What is needed is an exact copy of the line with "let response = state.auth_service.refresh(req)?;" and all lines that follow it in the entries below, the last line included.

- SOURCE DATA -
· · · ·
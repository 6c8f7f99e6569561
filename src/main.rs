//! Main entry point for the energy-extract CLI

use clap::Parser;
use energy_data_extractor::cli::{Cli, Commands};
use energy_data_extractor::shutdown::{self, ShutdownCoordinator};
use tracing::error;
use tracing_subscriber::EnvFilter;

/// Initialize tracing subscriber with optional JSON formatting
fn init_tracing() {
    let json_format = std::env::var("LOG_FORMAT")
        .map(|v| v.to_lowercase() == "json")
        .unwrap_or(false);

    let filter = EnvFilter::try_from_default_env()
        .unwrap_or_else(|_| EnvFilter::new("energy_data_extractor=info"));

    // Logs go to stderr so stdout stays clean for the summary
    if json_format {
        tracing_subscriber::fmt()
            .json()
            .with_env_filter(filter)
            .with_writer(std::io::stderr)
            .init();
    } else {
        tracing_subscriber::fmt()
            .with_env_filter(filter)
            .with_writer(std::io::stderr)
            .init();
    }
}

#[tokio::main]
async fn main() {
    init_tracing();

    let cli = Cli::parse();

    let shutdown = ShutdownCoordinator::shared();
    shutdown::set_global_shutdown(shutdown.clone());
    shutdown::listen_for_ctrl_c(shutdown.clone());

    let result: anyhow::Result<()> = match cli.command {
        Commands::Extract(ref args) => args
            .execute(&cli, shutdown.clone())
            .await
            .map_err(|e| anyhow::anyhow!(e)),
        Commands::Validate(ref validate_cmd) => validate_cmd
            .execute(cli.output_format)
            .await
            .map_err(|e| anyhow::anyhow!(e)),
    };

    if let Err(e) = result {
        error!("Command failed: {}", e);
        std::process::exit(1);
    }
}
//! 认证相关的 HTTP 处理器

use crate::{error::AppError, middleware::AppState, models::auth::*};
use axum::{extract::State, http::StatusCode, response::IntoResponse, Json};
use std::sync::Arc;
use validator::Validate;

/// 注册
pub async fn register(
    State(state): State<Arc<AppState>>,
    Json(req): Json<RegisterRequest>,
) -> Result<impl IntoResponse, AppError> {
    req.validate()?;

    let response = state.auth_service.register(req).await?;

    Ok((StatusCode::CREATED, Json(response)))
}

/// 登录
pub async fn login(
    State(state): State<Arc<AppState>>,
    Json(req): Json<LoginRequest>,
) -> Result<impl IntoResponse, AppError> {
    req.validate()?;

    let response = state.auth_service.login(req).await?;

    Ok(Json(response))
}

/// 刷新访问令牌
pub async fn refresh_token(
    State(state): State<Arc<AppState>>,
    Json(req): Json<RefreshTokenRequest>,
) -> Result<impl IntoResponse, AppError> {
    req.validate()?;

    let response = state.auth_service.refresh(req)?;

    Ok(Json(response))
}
· · · ·
- OUTPUT FOR THIS EXERCISE -
    let response = state.auth_service.refresh(req)?;

    Ok(Json(response))
}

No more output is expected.